На улице копошились двое — слепой старик и девочка лет десяти.
— Где?
— Вот тут, дедушка. Вот яма. Там Сема.
— Я не хочу Семку забывать.
— Я тоже не хочу.
— А помнишь, как он смеялся?
— Нет.
— А я помню.
Настя продолжала:
«Мы — это те, кого не показывают.
Мы — не цифра. Мы — остаток.
Остаток после лжи, после хлеба, после песен.
Остаток человечности на дне кастрюли, которую уже вылизали.»
Тихон подошёл к ней, держал кость.
— Это можно затачивать. Будет как ручка.
— Спасибо. Зачем ты мне это?
— Чтобы ты писала. У меня слов нет.
— А если бы были?
— Я бы сказал: боюсь.
— Я тоже боюсь.
— Чего?
— Что даже это никто не прочтёт.
Соломия мыла сына водой из канавы.
— Ты же не грязный. Ты просто… маленький.

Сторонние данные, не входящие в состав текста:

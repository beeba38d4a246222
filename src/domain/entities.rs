//! Domain entities mirrored from persistent storage.
//!
//! Field names serialize in camelCase because the JSON payloads are consumed
//! by browser clients that expect that convention.

use serde::Serialize;
use time::Date;

/// A waste category, such as "Plastic" or "Glass".
#[derive(Debug, Clone, PartialEq, Serialize)]
#[serde(rename_all = "camelCase")]
pub struct WasteTypeRecord {
    pub id: i64,
    pub name: String,
}

/// A waste item together with its category, the projection the API serves.
#[derive(Debug, Clone, PartialEq, Serialize)]
#[serde(rename_all = "camelCase")]
pub struct WasteItemWithType {
    pub id: i64,
    pub name: String,
    pub description: Option<String>,
    pub waste_type_id: i64,
    pub waste_type: WasteTypeRecord,
}

/// A staffed or unstaffed collection point for special waste.
#[derive(Debug, Clone, PartialEq, Serialize)]
#[serde(rename_all = "camelCase")]
pub struct DropboxRecord {
    pub id: i64,
    pub name: String,
    pub address: String,
    pub latitude: f64,
    pub longitude: f64,
}

/// A scheduled curbside pickup for one district.
#[derive(Debug, Clone, PartialEq, Serialize)]
#[serde(rename_all = "camelCase")]
pub struct PickupRecord {
    pub id: i64,
    pub district: String,
    pub scheduled_on: Date,
    pub note: Option<String>,
}
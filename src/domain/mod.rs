//! Domain layer types.

pub mod entities;
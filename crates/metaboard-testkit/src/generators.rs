//! Proptest generators for property-based testing.

use bytes::Bytes;
use proptest::prelude::*;

use metaboard_core::{wrap_envelope, Address, ContentMeta, Hash32, KnownMagic, MagicNumber, Subject};
use metaboard_indexer::MetaV1Event;

/// Generate a random Address.
pub fn address() -> impl Strategy<Value = Address> {
    any::<[u8; 20]>().prop_map(Address::from_bytes)
}

/// Generate a random 256-bit Subject.
pub fn subject() -> impl Strategy<Value = Subject> {
    any::<[u8; 32]>().prop_map(Subject::from_be_bytes)
}

/// Generate a random Hash32.
pub fn hash32() -> impl Strategy<Value = Hash32> {
    any::<[u8; 32]>().prop_map(Hash32::from_bytes)
}

/// Generate payload bytes of specified max length.
pub fn payload(max_len: usize) -> impl Strategy<Value = Vec<u8>> {
    prop::collection::vec(any::<u8>(), 0..=max_len)
}

/// Generate a non-empty payload as it appears in a document: hex text,
/// either case, with or without the `h'..'` wrapper.
pub fn hex_payload_text() -> impl Strategy<Value = (Vec<u8>, String)> {
    (prop::collection::vec(any::<u8>(), 1..=64), any::<bool>(), any::<bool>()).prop_map(
        |(bytes, upper, wrapped)| {
            let mut hex_text = hex::encode(&bytes);
            if upper {
                hex_text = hex_text.to_uppercase();
            }
            let text = if wrapped {
                format!("h'{hex_text}'")
            } else {
                hex_text
            };
            (bytes, text)
        },
    )
}

/// Generate a magic number that fits in 64 bits, often a registered one.
pub fn magic_number() -> impl Strategy<Value = MagicNumber> {
    prop_oneof![
        any::<u64>().prop_map(MagicNumber::from),
        prop::sample::select(KnownMagic::ALL.to_vec()).prop_map(MagicNumber::from),
    ]
}

/// Generate a magic number of up to 24 big-endian bytes.
pub fn wide_magic_number() -> impl Strategy<Value = MagicNumber> {
    prop::collection::vec(any::<u8>(), 1..=24).prop_map(|b| MagicNumber::from_be_bytes(&b))
}

/// Generate a magic number wider than 64 bits, up to 128 bits. Documents
/// carry these as tag-2 bignums.
pub fn bignum_magic_number() -> impl Strategy<Value = MagicNumber> {
    (1u8..=255, prop::collection::vec(any::<u8>(), 8..=15)).prop_map(|(lead, rest)| {
        let mut bytes = vec![lead];
        bytes.extend(rest);
        MagicNumber::from_be_bytes(&bytes)
    })
}

/// Generate an optional content descriptor string.
pub fn optional_text() -> impl Strategy<Value = Option<String>> {
    prop::option::of("[a-z][a-z0-9/+.-]{0,23}".prop_map(String::from))
}

/// Parameters for generating content.
#[derive(Debug, Clone)]
pub struct ContentParams {
    pub payload: Vec<u8>,
    pub magic_number: MagicNumber,
    pub content_type: Option<String>,
    pub content_encoding: Option<String>,
    pub content_language: Option<String>,
}

impl Arbitrary for ContentParams {
    type Parameters = ();
    type Strategy = BoxedStrategy<Self>;

    fn arbitrary_with(_: Self::Parameters) -> Self::Strategy {
        (
            prop::collection::vec(any::<u8>(), 1..=256),
            magic_number(),
            optional_text(),
            optional_text(),
            optional_text(),
        )
            .prop_map(|(payload, magic_number, ty, enc, lang)| ContentParams {
                payload,
                magic_number,
                content_type: ty,
                content_encoding: enc,
                content_language: lang,
            })
            .boxed()
    }
}

/// Build content from parameters.
pub fn content_from_params(params: &ContentParams) -> ContentMeta {
    ContentMeta {
        payload: Bytes::from(params.payload.clone()),
        magic_number: params.magic_number.clone(),
        content_type: params.content_type.clone(),
        content_encoding: params.content_encoding.clone(),
        content_language: params.content_language.clone(),
    }
}

/// Generate a raw event payload: arbitrary bytes, or the prefix followed by
/// arbitrary bytes.
pub fn raw_payload() -> impl Strategy<Value = Vec<u8>> {
    prop_oneof![
        payload(128),
        payload(128).prop_map(|body| wrap_envelope(&body)),
    ]
}

/// Generate `len` events from `origins` with non-decreasing block numbers.
///
/// Payloads mix valid documents, prefixed garbage and plain bytes.
pub fn event_stream(
    origins: Vec<Address>,
    len: std::ops::Range<usize>,
) -> impl Strategy<Value = Vec<MetaV1Event>> {
    let item = (
        prop::sample::select(origins),
        address(),
        0u64..3,
        prop_oneof![
            any::<ContentParams>().prop_map(|p| content_from_params(&p)
                .to_document()
                .unwrap_or_default()),
            raw_payload(),
        ],
    );
    prop::collection::vec(item, len).prop_map(|items| {
        let mut block = 1;
        items
            .into_iter()
            .map(|(origin, sender, step, meta)| {
                block += step;
                MetaV1Event {
                    origin_address: origin,
                    sender,
                    subject: Subject::from(block),
                    meta: Bytes::from(meta),
                    block_number: Some(block),
                }
            })
            .collect()
    })
}
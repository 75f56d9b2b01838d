//! Golden test vectors for content identifiers and documents.
//!
//! Any implementation of the content id must reproduce these digests.

use metaboard_core::{ContentMeta, Hash32, KnownMagic, MagicNumber};

/// A golden content id vector.
#[derive(Debug, Clone)]
pub struct GoldenVector {
    /// Human-readable name for the vector.
    pub name: &'static str,
    /// Payload bytes (hex).
    pub payload: &'static str,
    /// Magic number (hex, big-endian).
    pub magic_number: &'static str,
    pub content_type: Option<&'static str>,
    pub content_encoding: Option<&'static str>,
    pub content_language: Option<&'static str>,
    /// Expected content id (hex).
    pub expected_content_id: &'static str,
}

/// A complete raw document and the digest of its bytes.
#[derive(Debug, Clone)]
pub struct GoldenDocument {
    pub name: &'static str,
    /// Prefix + CBOR (hex).
    pub raw: &'static str,
    /// Expected local `content_hash` (hex).
    pub expected_digest: &'static str,
}

/// Get all golden content id vectors.
pub fn all_vectors() -> Vec<GoldenVector> {
    vec![
        GoldenVector {
            name: "minimal",
            payload: "aa",
            magic_number: "2a",
            content_type: None,
            content_encoding: None,
            content_language: None,
            expected_content_id: "36b3a7e2826b8af9f6f6c5f74eabc9494ab1e06d96c8766a6234fc28e2f9bd77",
        },
        GoldenVector {
            name: "all optional fields",
            payload: "ff00",
            magic_number: "ff1c198cec3b48a7",
            content_type: Some("application/json"),
            content_encoding: Some("deflate"),
            content_language: Some("en"),
            expected_content_id: "c6d1d334ea8287c4a2d722cd8c1ca9c0464e35c363208ffce3d1d181023209f7",
        },
        GoldenVector {
            name: "zero magic number",
            payload: "deadbeef",
            magic_number: "00",
            content_type: Some("text/plain"),
            content_encoding: None,
            content_language: None,
            expected_content_id: "71df7221d564f59c328b884363111506550b36332088181c9a274a061e9b1977",
        },
        GoldenVector {
            name: "encoding without type",
            payload: "0102030405060708090a0b0c0d0e0f101112131415161718191a1b1c1d1e1f20",
            magic_number: "ffe5282f43e495b4",
            content_type: None,
            content_encoding: Some("deflate"),
            content_language: None,
            expected_content_id: "02a46cce21efb83a92dcc2da34f492439720a1a600bf8ec5d042d16f67c4286b",
        },
    ]
}

/// Get all golden documents.
pub fn all_documents() -> Vec<GoldenDocument> {
    vec![GoldenDocument {
        name: "{0: \"h'aa'\", 1: 42}",
        raw: "ff0a89c674ee7874a20065682761612701182a",
        expected_digest: "71daf8fa6e7b161359f8afbccfa36d5f88fc4708bf2fd47f1e2f2eda7df86e1e",
    }]
}

/// Build the content a vector describes.
pub fn content_from_vector(vector: &GoldenVector) -> ContentMeta {
    let mut content = ContentMeta::new(
        hex::decode(vector.payload).unwrap_or_default(),
        MagicNumber::from_be_bytes(&hex::decode(vector.magic_number).unwrap_or_default()),
    );
    content.content_type = vector.content_type.map(String::from);
    content.content_encoding = vector.content_encoding.map(String::from);
    content.content_language = vector.content_language.map(String::from);
    content
}

/// Check every vector. Returns `(name, matches, computed hex)`.
pub fn verify_all_vectors() -> Vec<(String, bool, String)> {
    all_vectors()
        .iter()
        .map(|v| {
            let computed = content_from_vector(v).content_id().to_hex();
            (v.name.to_string(), computed == v.expected_content_id, computed)
        })
        .collect()
}

/// The registered magic a vector uses, if any.
pub fn vector_magic(vector: &GoldenVector) -> Option<KnownMagic> {
    content_from_vector(vector).magic_number.known()
}

/// Digest of a golden document's raw bytes.
pub fn document_digest(doc: &GoldenDocument) -> Hash32 {
    Hash32::digest(&hex::decode(doc.raw).unwrap_or_default())
}

#[cfg(test)]
mod tests {
    use super::*;

    #[test]
    fn test_all_vectors_match() {
        for (name, matches, computed) in verify_all_vectors() {
            assert!(matches, "vector '{name}' computed {computed}");
        }
    }

    #[test]
    fn test_vector_magic_numbers() {
        let vectors = all_vectors();
        assert_eq!(vector_magic(&vectors[0]), None);
        assert_eq!(vector_magic(&vectors[1]), Some(KnownMagic::RainlangV1));
        assert_eq!(vector_magic(&vectors[3]), Some(KnownMagic::OpMetaV1));
        assert!(content_from_vector(&vectors[2]).magic_number.is_zero());
    }

    #[test]
    fn test_document_digests() {
        for doc in all_documents() {
            assert_eq!(document_digest(&doc).to_hex(), doc.expected_digest, "{}", doc.name);
        }
    }

    #[test]
    fn test_document_encoding_is_stable() {
        let doc = &all_documents()[0];
        let content = ContentMeta::new(vec![0xaa], 42u64);
        assert_eq!(hex::encode(content.to_document().unwrap()), doc.raw);
    }
}
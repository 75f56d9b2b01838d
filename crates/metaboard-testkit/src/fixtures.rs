//! Test fixtures and helpers.
//!
//! Common setup code for integration tests.

use async_trait::async_trait;
use bytes::Bytes;

use metaboard_core::decode::encode;
use metaboard_core::{wrap_envelope, Address, ContentMeta, Subject, Value};
use metaboard_indexer::{HashCallError, Indexer, IndexerConfig, MetaV1Event, OriginHasher};
use metaboard_store::{MemoryStore, StoreConfig};

/// A test fixture: one origin, one sender, and event builders for them.
#[derive(Debug, Clone)]
pub struct TestFixture {
    pub origin: Address,
    pub sender: Address,
    pub subject: Subject,
}

impl TestFixture {
    pub fn new() -> Self {
        Self::with_seed(0x0a)
    }

    /// Deterministic addresses derived from `seed`.
    pub fn with_seed(seed: u8) -> Self {
        Self {
            origin: Address::from_bytes([seed; 20]),
            sender: Address::from_bytes([seed.wrapping_add(0x50); 20]),
            subject: Subject::from(u64::from(seed)),
        }
    }

    /// An event carrying `meta` verbatim.
    pub fn event(&self, meta: impl Into<Bytes>, block: Option<u64>) -> MetaV1Event {
        MetaV1Event {
            origin_address: self.origin,
            sender: self.sender,
            subject: self.subject,
            meta: meta.into(),
            block_number: block,
        }
    }

    /// An event carrying a complete, valid meta document for `content`.
    pub fn content_event(&self, content: &ContentMeta, block: Option<u64>) -> MetaV1Event {
        let doc = content
            .to_document()
            .expect("content documents always encode");
        self.event(doc, block)
    }

    /// An event whose payload is the prefix followed by `value` as CBOR.
    pub fn value_event(&self, value: &Value, block: Option<u64>) -> MetaV1Event {
        self.event(document(value), block)
    }
}

impl Default for TestFixture {
    fn default() -> Self {
        Self::new()
    }
}

/// Create fixtures for distinct origins.
pub fn multi_origin_fixtures(count: usize) -> Vec<TestFixture> {
    (0..count)
        .map(|i| TestFixture::with_seed(i as u8 + 1))
        .collect()
}

/// Prefix + CBOR encoding of `value`.
pub fn document(value: &Value) -> Vec<u8> {
    wrap_envelope(&encode(value).expect("values always encode"))
}

/// A content object with integer keys, from `(key, value)` pairs.
pub fn object(entries: Vec<(u64, Value)>) -> Value {
    Value::Map(
        entries
            .into_iter()
            .map(|(k, v)| (Value::Integer(k.into()), v))
            .collect(),
    )
}

pub fn text(s: &str) -> Value {
    Value::Text(s.to_string())
}

pub fn uint(n: u64) -> Value {
    Value::Integer(n.into())
}

/// An in-memory indexer with the given store and indexer settings.
pub fn memory_indexer(store: StoreConfig, config: IndexerConfig) -> Indexer<MemoryStore> {
    Indexer::new(MemoryStore::new(store), config).expect("fixture config is valid")
}

/// Origin hasher that always answers with the same digest.
pub struct StaticHasher(pub [u8; 32]);

#[async_trait]
impl OriginHasher for StaticHasher {
    async fn hash(&self, _origin: &Address, _data: &[u8]) -> Result<[u8; 32], HashCallError> {
        Ok(self.0)
    }
}

/// Origin hasher whose call always reverts.
pub struct RevertingHasher(pub &'static str);

#[async_trait]
impl OriginHasher for RevertingHasher {
    async fn hash(&self, _origin: &Address, _data: &[u8]) -> Result<[u8; 32], HashCallError> {
        Err(HashCallError::Reverted(self.0.to_string()))
    }
}
//! Store trait: the abstract interface for board and meta persistence.
//!
//! This trait keeps the indexer storage-agnostic. Implementations include
//! SQLite (primary) and in-memory (for tests).

use async_trait::async_trait;
use serde::{Deserialize, Serialize};

use metaboard_core::{Address, Board, ContentMeta, Hash32, Meta, MetaDraft, MetaId};

use crate::error::Result;

/// How meta ids are assigned. Fixed for the lifetime of a store.
#[derive(Debug, Clone, Copy, PartialEq, Eq, Default, Serialize, Deserialize)]
#[serde(rename_all = "kebab-case")]
pub enum IdScheme {
    /// `(board, sequence_counter)` at the time of the event. Duplicates are fatal.
    #[default]
    Sequence,
    /// The meta's `content_hash`. Re-submissions collapse onto one meta.
    RawPayloadHash,
    /// Content id of the decoded document, or the meta's `content_hash` when
    /// nothing was decoded.
    ContentHash,
}

impl IdScheme {
    pub fn as_str(self) -> &'static str {
        match self {
            IdScheme::Sequence => "sequence",
            IdScheme::RawPayloadHash => "raw-payload-hash",
            IdScheme::ContentHash => "content-hash",
        }
    }

    pub fn parse(s: &str) -> Option<Self> {
        match s {
            "sequence" => Some(IdScheme::Sequence),
            "raw-payload-hash" => Some(IdScheme::RawPayloadHash),
            "content-hash" => Some(IdScheme::ContentHash),
            _ => None,
        }
    }

    /// Assign the id for a draft about to be committed on `board`.
    pub fn assign(self, board: &Board, draft: &MetaDraft) -> MetaId {
        match self {
            IdScheme::Sequence => MetaId::Sequence {
                board: board.id,
                seq: board.sequence_counter,
            },
            IdScheme::RawPayloadHash => MetaId::Hash(draft.content_hash),
            IdScheme::ContentHash => MetaId::Hash(
                draft
                    .content
                    .as_ref()
                    .map_or(draft.content_hash, ContentMeta::content_id),
            ),
        }
    }
}

/// Store configuration, chosen once when the store is opened.
#[derive(Debug, Clone, Default, PartialEq, Eq, Serialize, Deserialize)]
#[serde(default)]
pub struct StoreConfig {
    pub id_scheme: IdScheme,
}

/// Result of creating a meta.
#[derive(Debug, Clone, Copy, PartialEq, Eq)]
pub enum InsertResult {
    /// Meta was created.
    Inserted,
    /// A meta with the same content-derived id exists (idempotent, not an error).
    AlreadyExists,
}

/// Result of committing one event.
#[derive(Debug, Clone, PartialEq, Eq)]
pub struct CommitOutcome {
    /// The id the meta was stored (or found) under.
    pub meta_id: MetaId,
    pub insert: InsertResult,
    /// The board after its counter advanced.
    pub board: Board,
}

/// What a rollback undid.
#[derive(Debug, Clone, Default, PartialEq, Eq)]
pub struct RevertReport {
    pub metas_removed: usize,
    pub boards_removed: usize,
    pub counters_restored: usize,
}

/// A reversible write, recorded with the block that caused it.
#[derive(Debug, Clone, PartialEq, Eq)]
pub enum Change {
    BoardCreated(Address),
    MetaCreated(MetaId),
    SequenceAdvanced { board: Address, previous: u64 },
}

/// Journal kinds as stored in SQLite.
impl Change {
    pub(crate) fn kind(&self) -> i64 {
        match self {
            Change::BoardCreated(_) => 0,
            Change::MetaCreated(_) => 1,
            Change::SequenceAdvanced { .. } => 2,
        }
    }
}

/// The Store trait: async interface for aggregate persistence.
///
/// # Design Notes
///
/// - **Board first**: a meta can only be committed for a board that already
///   exists ([`Store::get_or_create_board`]).
/// - **Create, then advance**: [`Store::commit_event`] creates the meta and
///   advances the board counter in one atomic unit, in that order.
/// - **Counter**: the sequence counter is only ever changed by
///   [`Store::advance_sequence`] and [`Store::commit_event`].
/// - **Reversible**: every write is journaled with its block number so
///   [`Store::revert_to`] can restore the state as of an earlier block.
#[async_trait]
pub trait Store: Send + Sync {
    /// The identifier scheme this store was opened with.
    fn id_scheme(&self) -> IdScheme;

    // ─────────────────────────────────────────────────────────────────────────
    // Board Operations
    // ─────────────────────────────────────────────────────────────────────────

    /// Get a board by origin address.
    async fn get_board(&self, origin: &Address) -> Result<Option<Board>>;

    /// Return the existing board unchanged, or create it with a zero counter.
    async fn get_or_create_board(&self, origin: &Address, block: u64) -> Result<Board>;

    /// Increment a board's counter by exactly one.
    async fn advance_sequence(&self, origin: &Address, block: u64) -> Result<Board>;

    /// List all boards.
    async fn list_boards(&self) -> Result<Vec<Board>>;

    // ─────────────────────────────────────────────────────────────────────────
    // Meta Operations
    // ─────────────────────────────────────────────────────────────────────────

    /// Create a meta under its already-assigned id.
    ///
    /// # Returns
    /// - `Inserted` if the meta was new.
    /// - `AlreadyExists` if a content-derived id is already stored.
    /// - `StoreError::DuplicateMeta` if a sequence id is already stored.
    async fn create_meta(&self, meta: &Meta, block: u64) -> Result<InsertResult>;

    /// Assign an id, create the meta and advance the board, atomically.
    ///
    /// The block used for journaling is `draft.block_number`, or 0.
    async fn commit_event(&self, draft: MetaDraft) -> Result<CommitOutcome>;

    /// Get a meta by id.
    async fn get_meta(&self, id: &MetaId) -> Result<Option<Meta>>;

    /// All metas whose back-reference is `board`, in creation order.
    async fn list_metas(&self, board: &Address) -> Result<Vec<Meta>>;

    /// All metas with the given raw payload digest, in creation order.
    async fn metas_by_content_hash(&self, hash: &Hash32) -> Result<Vec<Meta>>;

    // ─────────────────────────────────────────────────────────────────────────
    // Journal Operations
    // ─────────────────────────────────────────────────────────────────────────

    /// Undo every write made for blocks after `block`, newest first.
    async fn revert_to(&self, block: u64) -> Result<RevertReport>;

    /// Drop journal entries for blocks at or below `block`. They can no
    /// longer be reverted. Returns the number of entries dropped.
    async fn finalize(&self, block: u64) -> Result<usize>;
}

/// Extension trait for common store checks.
pub trait StoreExt: Store {
    /// Whether `sequence_counter` equals the number of metas stored for the
    /// board. Only meaningful under [`IdScheme::Sequence`].
    fn board_is_consistent(
        &self,
        origin: &Address,
    ) -> impl std::future::Future<Output = Result<bool>> + Send;
}

impl<S: Store + ?Sized> StoreExt for S {
    async fn board_is_consistent(&self, origin: &Address) -> Result<bool> {
        let counter = self
            .get_board(origin)
            .await?
            .map(|b| b.sequence_counter)
            .unwrap_or(0);
        let metas = self.list_metas(origin).await?;
        Ok(counter == metas.len() as u64)
    }
}
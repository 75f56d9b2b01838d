//! Database schema migrations for SQLite.
//!
//! Versioned migrations. Each migration transforms the schema from version N
//! to N+1 and is recorded in `schema_migrations`.

use std::time::{SystemTime, UNIX_EPOCH};

use rusqlite::{params, Connection};

use crate::error::{Result, StoreError};
use crate::traits::IdScheme;

/// Current schema version.
pub const CURRENT_VERSION: u32 = 1;

/// Initialize or migrate the database schema.
///
/// This function is idempotent - it can be called multiple times safely.
pub fn migrate(conn: &mut Connection) -> Result<()> {
    conn.execute(
        "CREATE TABLE IF NOT EXISTS schema_migrations (
            version INTEGER PRIMARY KEY,
            applied_at INTEGER NOT NULL
        )",
        [],
    )?;

    let current: u32 = conn.query_row(
        "SELECT COALESCE(MAX(version), 0) FROM schema_migrations",
        [],
        |row| row.get(0),
    )?;

    if current > CURRENT_VERSION {
        return Err(StoreError::Migration(format!(
            "database schema version {current} is newer than supported version {CURRENT_VERSION}"
        )));
    }

    if current < CURRENT_VERSION {
        let tx = conn.transaction()?;

        for version in (current + 1)..=CURRENT_VERSION {
            apply_migration(&tx, version)?;

            tx.execute(
                "INSERT INTO schema_migrations (version, applied_at) VALUES (?1, ?2)",
                params![version, now_millis()],
            )?;
        }

        tx.commit()?;
    }

    Ok(())
}

/// Record the id scheme on first open, or check it matches the stored one.
///
/// Ids from different schemes cannot coexist in one database.
pub fn bind_id_scheme(conn: &Connection, scheme: IdScheme) -> Result<()> {
    conn.execute(
        "INSERT OR IGNORE INTO store_settings (key, value) VALUES ('id_scheme', ?1)",
        params![scheme.as_str()],
    )?;
    let stored: String = conn.query_row(
        "SELECT value FROM store_settings WHERE key = 'id_scheme'",
        [],
        |row| row.get(0),
    )?;
    if stored != scheme.as_str() {
        return Err(StoreError::Migration(format!(
            "database was created with id scheme '{stored}', opened with '{}'",
            scheme.as_str()
        )));
    }
    Ok(())
}

fn apply_migration(conn: &Connection, version: u32) -> Result<()> {
    match version {
        1 => apply_v1(conn),
        _ => Err(StoreError::Migration(format!(
            "unknown migration version: {}",
            version
        ))),
    }
}

/// Migration v1: Initial schema.
fn apply_v1(conn: &Connection) -> Result<()> {
    conn.execute_batch(
        r#"
        -- One row per origin address
        CREATE TABLE boards (
            address BLOB PRIMARY KEY,            -- 20 bytes
            sequence_counter INTEGER NOT NULL DEFAULT 0
        );

        -- One row per accepted event
        CREATE TABLE metas (
            meta_key BLOB PRIMARY KEY,           -- MetaId::to_key
            board BLOB NOT NULL,                 -- 20 bytes, back-reference
            sender BLOB NOT NULL,                -- 20 bytes
            subject BLOB NOT NULL,               -- 32 bytes, big-endian
            raw_payload BLOB NOT NULL,
            content_hash BLOB NOT NULL,          -- 32 bytes
            hash_source INTEGER NOT NULL,        -- 0=local, 1=origin, 2=fallback
            hash_fallback_reason TEXT,
            outcome INTEGER NOT NULL,            -- MetaOutcome as u8
            payload BLOB,                        -- decoded content, all nullable
            magic_number BLOB,                   -- minimal big-endian
            content_type TEXT,
            content_encoding TEXT,
            content_language TEXT,
            content_id BLOB,
            block_number INTEGER                 -- NULL when the event carried none
        );

        -- Reversible writes for rollback
        CREATE TABLE journal (
            entry_id INTEGER PRIMARY KEY AUTOINCREMENT,
            block INTEGER NOT NULL,
            kind INTEGER NOT NULL,               -- 0=board created, 1=meta created, 2=sequence advanced
            board BLOB,
            meta_key BLOB,
            previous INTEGER
        );

        CREATE TABLE store_settings (
            key TEXT PRIMARY KEY,
            value TEXT NOT NULL
        );

        CREATE INDEX idx_metas_board ON metas(board);
        CREATE INDEX idx_metas_content_hash ON metas(content_hash);
        CREATE INDEX idx_metas_content_id ON metas(content_id);
        CREATE INDEX idx_journal_block ON journal(block);
        "#,
    )?;

    Ok(())
}

fn now_millis() -> i64 {
    SystemTime::now()
        .duration_since(UNIX_EPOCH)
        .map(|d| d.as_millis() as i64)
        .unwrap_or(0)
}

— Я хочу спать, — прошептал он.
— Спи.
— А ты?
— Я запишу твоё имя. Чтобы знали, что ты был.
— А если я не умру?
— Тогда напишу — жив.
— А если забудешь?
— Я вырежу. На стене.
— А если стена рухнет?
Соломия замолчала. Потом прошептала:
— Тогда ты останешься во мне.
«Мы не ели друг друга. Хотели. Очень. Но боялись. Не Бога — себя. Боялись стать тем, чего не простит даже смерть.» В барак принесли мальчика. Без руки. Без слов. Кто-то нашёл его в канаве.
— Он ваш? — спросили.
— Нет, — ответил Хаим. — Он наш.
Мальчик сидел у стены. Глаза не двигались. Дыхание — еле.
— Как тебя зовут? — спросила Настя.
Он не ответил.
— Можно я придумаю тебе имя?
Он кивнул.
— Тогда ты будешь Миша. Хорошо?
Пауза. Потом:
— Нет.
— А как?
— Не надо. Пусть никак. Никто не зовёт — значит, не умираю.
Вечером начался дождь. Пахло сыростью. Земля набухала, как печёная плоть. Кто-то пел. Кто-то шептал молитву.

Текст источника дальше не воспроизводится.